- **TASK DIRECTIONS**
Every record, from first to last, should be written out again exactly.
● ● ● ● ● ● ●
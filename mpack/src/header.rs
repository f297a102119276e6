//! A header is what a lead byte and its extended field mean once they have been resolved through the tag table: the
//! complete value for nil, booleans and integers, the number of payload bytes for strings and binary data, or the
//! number of entries for containers. Floats are announced by their header and followed by their big-endian bit pattern.
//!
//! Encoding a header always chooses the narrowest tag able to represent it; decoding accepts any valid tag, including
//! wider ones than necessary.

use crate::cursor::Cursor;
use crate::error::{DecodeError, EncodeError};
use crate::tag::{Tag, Width};
use std::convert::TryFrom;
use std::io::Write;

#[derive(Debug, PartialEq, Clone, Copy)]
pub enum Header {
    /// Also known as unit or null
    Nil,
    Bool(bool),
    /// An unsigned integer and the width of the field it was read from. The width is ignored when encoding.
    UInt(Width, u64),
    /// A signed integer and the width of the field it was read from. The width is ignored when encoding.
    Int(Width, i64),
    /// The following four bytes contain an IEEE-754 32-bit floating point number
    F32,
    /// The following eight bytes contain an IEEE-754 64-bit floating point number
    F64,
    /// The value describes the length in bytes of a following unicode string
    Str(usize),
    /// The value describes the length of a following byte array
    Bin(usize),
    /// The value describes the length in values of the array
    Array(usize),
    /// The value describes the number of entries of the map. The entries are encoded in
    /// key value key value ... order.
    Map(usize),
}

impl Header {

    /// Returns the mnemonic of the header. This is useful for error messages.
    pub fn name(&self) -> &'static str {
        match *self {
            Header::Nil       => "Nil",
            Header::Bool(_)   => "Bool",
            Header::UInt(..)  => "UInt",
            Header::Int(..)   => "Int",
            Header::F32       => "F32",
            Header::F64       => "F64",
            Header::Str(_)    => "Str",
            Header::Bin(_)    => "Bin",
            Header::Array(_)  => "Array",
            Header::Map(_)    => "Map",
        }
    }

    /// The tag this header gets encoded with
    pub fn tag(&self) -> Result<Tag, EncodeError> {
        match *self {
            Header::Nil         => Ok(Tag::Nil),
            Header::Bool(true)  => Ok(Tag::True),
            Header::Bool(false) => Ok(Tag::False),
            Header::UInt(_, v)  => Ok(Tag::for_uint(v)),
            Header::Int(_, v)   => Ok(Tag::for_int(v)),
            Header::F32         => Ok(Tag::F32),
            Header::F64         => Ok(Tag::F64),
            Header::Str(l)      => Tag::for_str(l),
            Header::Bin(l)      => Tag::for_bin(l),
            Header::Array(l)    => Tag::for_array(l),
            Header::Map(l)      => Tag::for_map(l),
        }
    }

    /// Returns the number of written bytes
    pub fn encode<W: Write>(&self, w: &mut W) -> Result<usize, EncodeError> {
        let tag = self.tag()?;
        w.write_all(&[u8::from(tag)])?;
        let field = match *self {
            Header::UInt(_, v)    => v,
            Header::Int(_, v)     => v as u64,
            Header::Str(l)
                | Header::Bin(l)
                | Header::Array(l)
                | Header::Map(l)  => l as u64,
            Header::Nil
                | Header::Bool(_)
                | Header::F32
                | Header::F64     => return Ok(1),
        };
        match tag.field() {
            Some(width) => Ok(1 + Self::write_field(w, field, width)?),
            None        => Ok(1),
        }
    }

    /// Returns the decoded header and the number of consumed bytes
    pub fn decode<B: ?Sized + AsRef<[u8]>>(buf: &B) -> Result<(Self, usize), DecodeError> {
        let mut cursor = Cursor::new(buf);
        let header = Self::read(&mut cursor)?;
        Ok((header, cursor.position()))
    }

    /// Reads a header from the cursor, leaving it positioned at the payload, if any
    pub fn read(cursor: &mut Cursor) -> Result<Self, DecodeError> {
        let tag = Tag::try_from(cursor.peek()?)?;
        // only advance once the whole header is known to be present
        let mut ahead = cursor.clone();
        ahead.read_u8()?;
        let header = match tag {
            Tag::PosFixInt(v) => Header::UInt(Width::W8, v as u64),
            Tag::NegFixInt(v) => Header::Int(Width::W8, v as i64),
            Tag::FixMap(n)    => Header::Map(n as usize),
            Tag::FixArray(n)  => Header::Array(n as usize),
            Tag::FixStr(n)    => Header::Str(n as usize),
            Tag::Nil          => Header::Nil,
            Tag::False        => Header::Bool(false),
            Tag::True         => Header::Bool(true),
            Tag::F32          => Header::F32,
            Tag::F64          => Header::F64,
            Tag::U8           => Header::UInt(Width::W8, ahead.read_u8()? as u64),
            Tag::U16          => Header::UInt(Width::W16, ahead.read_u16()? as u64),
            Tag::U32          => Header::UInt(Width::W32, ahead.read_u32()? as u64),
            Tag::U64          => Header::UInt(Width::W64, ahead.read_u64()?),
            Tag::I8           => Header::Int(Width::W8, ahead.read_u8()? as i8 as i64),
            Tag::I16          => Header::Int(Width::W16, ahead.read_u16()? as i16 as i64),
            Tag::I32          => Header::Int(Width::W32, ahead.read_u32()? as i32 as i64),
            Tag::I64          => Header::Int(Width::W64, ahead.read_u64()? as i64),
            Tag::Bin8         => Header::Bin(ahead.read_u8()? as usize),
            Tag::Bin16        => Header::Bin(ahead.read_u16()? as usize),
            Tag::Bin32        => Header::Bin(Self::to_usize(ahead.read_u32()?)?),
            Tag::Str8         => Header::Str(ahead.read_u8()? as usize),
            Tag::Str16        => Header::Str(ahead.read_u16()? as usize),
            Tag::Str32        => Header::Str(Self::to_usize(ahead.read_u32()?)?),
            Tag::Array16      => Header::Array(ahead.read_u16()? as usize),
            Tag::Array32      => Header::Array(Self::to_usize(ahead.read_u32()?)?),
            Tag::Map16        => Header::Map(ahead.read_u16()? as usize),
            Tag::Map32        => Header::Map(Self::to_usize(ahead.read_u32()?)?),
        };
        *cursor = ahead;
        Ok(header)
    }

    /// Writes the lowest `width` bytes of `value` in network byte order. Negative integers arrive here as their two's
    /// complement, so truncation keeps the sign.
    #[inline]
    fn write_field<W: Write>(w: &mut W, value: u64, width: Width) -> Result<usize, EncodeError> {
        let buf = value.to_be_bytes();
        w.write_all(&buf[buf.len() - width.bytes()..])?;
        Ok(width.bytes())
    }

    #[inline]
    fn to_usize(value: u32) -> Result<usize, DecodeError> {
        usize::try_from(value).map_err(|_| DecodeError::Length(value as u64))
    }

}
● ● ● ● ● ● ●
- **RESULT FOR THIS TASK**
filename mpack/src/header.rs
repository f297a102119276e6
//! A header is what a lead byte and its extended field mean once they have been resolved through the tag table: the
//! complete value for nil, booleans and integers, the number of payload bytes for strings and binary data, or the
//! number of entries for containers. Floats are announced by their header and followed by their big-endian bit pattern.
//!
//! Encoding a header always chooses the narrowest tag able to represent it; decoding accepts any valid tag, including
//! wider ones than necessary.

use crate::cursor::Cursor;
use crate::error::{DecodeError, EncodeError};
use crate::tag::{Tag, Width};
use std::convert::TryFrom;
use std::io::Write;

#[derive(Debug, PartialEq, Clone, Copy)]
pub enum Header {
    /// Also known as unit or null
    Nil,
    Bool(bool),
    /// An unsigned integer and the width of the field it was read from. The width is ignored when encoding.
    UInt(Width, u64),
    /// A signed integer and the width of the field it was read from. The width is ignored when encoding.
    Int(Width, i64),
    /// The following four bytes contain an IEEE-754 32-bit floating point number
    F32,
    /// The following eight bytes contain an IEEE-754 64-bit floating point number
    F64,
    /// The value describes the length in bytes of a following unicode string
    Str(usize),
    /// The value describes the length of a following byte array
    Bin(usize),
    /// The value describes the length in values of the array
    Array(usize),
    /// The value describes the number of entries of the map. The entries are encoded in
    /// key value key value ... order.
    Map(usize),
}

impl Header {

    /// Returns the mnemonic of the header. This is useful for error messages.
    pub fn name(&self) -> &'static str {
        match *self {
            Header::Nil       => "Nil",
            Header::Bool(_)   => "Bool",
            Header::UInt(..)  => "UInt",
            Header::Int(..)   => "Int",
            Header::F32       => "F32",
            Header::F64       => "F64",
            Header::Str(_)    => "Str",
            Header::Bin(_)    => "Bin",
            Header::Array(_)  => "Array",
            Header::Map(_)    => "Map",
        }
    }

    /// The tag this header gets encoded with
    pub fn tag(&self) -> Result<Tag, EncodeError> {
        match *self {
            Header::Nil         => Ok(Tag::Nil),
            Header::Bool(true)  => Ok(Tag::True),
            Header::Bool(false) => Ok(Tag::False),
            Header::UInt(_, v)  => Ok(Tag::for_uint(v)),
            Header::Int(_, v)   => Ok(Tag::for_int(v)),
            Header::F32         => Ok(Tag::F32),
            Header::F64         => Ok(Tag::F64),
            Header::Str(l)      => Tag::for_str(l),
            Header::Bin(l)      => Tag::for_bin(l),
            Header::Array(l)    => Tag::for_array(l),
            Header::Map(l)      => Tag::for_map(l),
        }
    }

    /// Returns the number of written bytes
    pub fn encode<W: Write>(&self, w: &mut W) -> Result<usize, EncodeError> {
        let tag = self.tag()?;
        w.write_all(&[u8::from(tag)])?;
        let field = match *self {
            Header::UInt(_, v)    => v,
            Header::Int(_, v)     => v as u64,
            Header::Str(l)
                | Header::Bin(l)
                | Header::Array(l)
                | Header::Map(l)  => l as u64,
            Header::Nil
                | Header::Bool(_)
                | Header::F32
                | Header::F64     => return Ok(1),
        };
        match tag.field() {
            Some(width) => Ok(1 + Self::write_field(w, field, width)?),
            None        => Ok(1),
        }
    }

    /// Returns the decoded header and the number of consumed bytes
    pub fn decode<B: ?Sized + AsRef<[u8]>>(buf: &B) -> Result<(Self, usize), DecodeError> {
        let mut cursor = Cursor::new(buf);
        let header = Self::read(&mut cursor)?;
        Ok((header, cursor.position()))
    }

    /// Reads a header from the cursor, leaving it positioned at the payload, if any
    pub fn read(cursor: &mut Cursor) -> Result<Self, DecodeError> {
        let tag = Tag::try_from(cursor.peek()?)?;
        // only advance once the whole header is known to be present
        let mut ahead = cursor.clone();
        ahead.read_u8()?;
        let header = match tag {
            Tag::PosFixInt(v) => Header::UInt(Width::W8, v as u64),
            Tag::NegFixInt(v) => Header::Int(Width::W8, v as i64),
            Tag::FixMap(n)    => Header::Map(n as usize),
            Tag::FixArray(n)  => Header::Array(n as usize),
            Tag::FixStr(n)    => Header::Str(n as usize),
            Tag::Nil          => Header::Nil,
            Tag::False        => Header::Bool(false),
            Tag::True         => Header::Bool(true),
            Tag::F32          => Header::F32,
            Tag::F64          => Header::F64,
            Tag::U8           => Header::UInt(Width::W8, ahead.read_u8()? as u64),
            Tag::U16          => Header::UInt(Width::W16, ahead.read_u16()? as u64),
            Tag::U32          => Header::UInt(Width::W32, ahead.read_u32()? as u64),
            Tag::U64          => Header::UInt(Width::W64, ahead.read_u64()?),
            Tag::I8           => Header::Int(Width::W8, ahead.read_u8()? as i8 as i64),
            Tag::I16          => Header::Int(Width::W16, ahead.read_u16()? as i16 as i64),
            Tag::I32          => Header::Int(Width::W32, ahead.read_u32()? as i32 as i64),
            Tag::I64          => Header::Int(Width::W64, ahead.read_u64()? as i64),
            Tag::Bin8         => Header::Bin(ahead.read_u8()? as usize),
            Tag::Bin16        => Header::Bin(ahead.read_u16()? as usize),
            Tag::Bin32        => Header::Bin(Self::to_usize(ahead.read_u32()?)?),
            Tag::Str8         => Header::Str(ahead.read_u8()? as usize),
            Tag::Str16        => Header::Str(ahead.read_u16()? as usize),
            Tag::Str32        => Header::Str(Self::to_usize(ahead.read_u32()?)?),
            Tag::Array16      => Header::Array(ahead.read_u16()? as usize),
            Tag::Array32      => Header::Array(Self::to_usize(ahead.read_u32()?)?),
            Tag::Map16        => Header::Map(ahead.read_u16()? as usize),
            Tag::Map32        => Header::Map(Self::to_usize(ahead.read_u32()?)?),
        };
        *cursor = ahead;
        Ok(header)
    }

    /// Writes the lowest `width` bytes of `value` in network byte order. Negative integers arrive here as their two's
    /// complement, so truncation keeps the sign.
    #[inline]
    fn write_field<W: Write>(w: &mut W, value: u64, width: Width) -> Result<usize, EncodeError> {
        let buf = value.to_be_bytes();
        w.write_all(&buf[buf.len() - width.bytes()..])?;
        Ok(width.bytes())
    }

    #[inline]
    fn to_usize(value: u32) -> Result<usize, DecodeError> {
        usize::try_from(value).map_err(|_| DecodeError::Length(value as u64))
    }

}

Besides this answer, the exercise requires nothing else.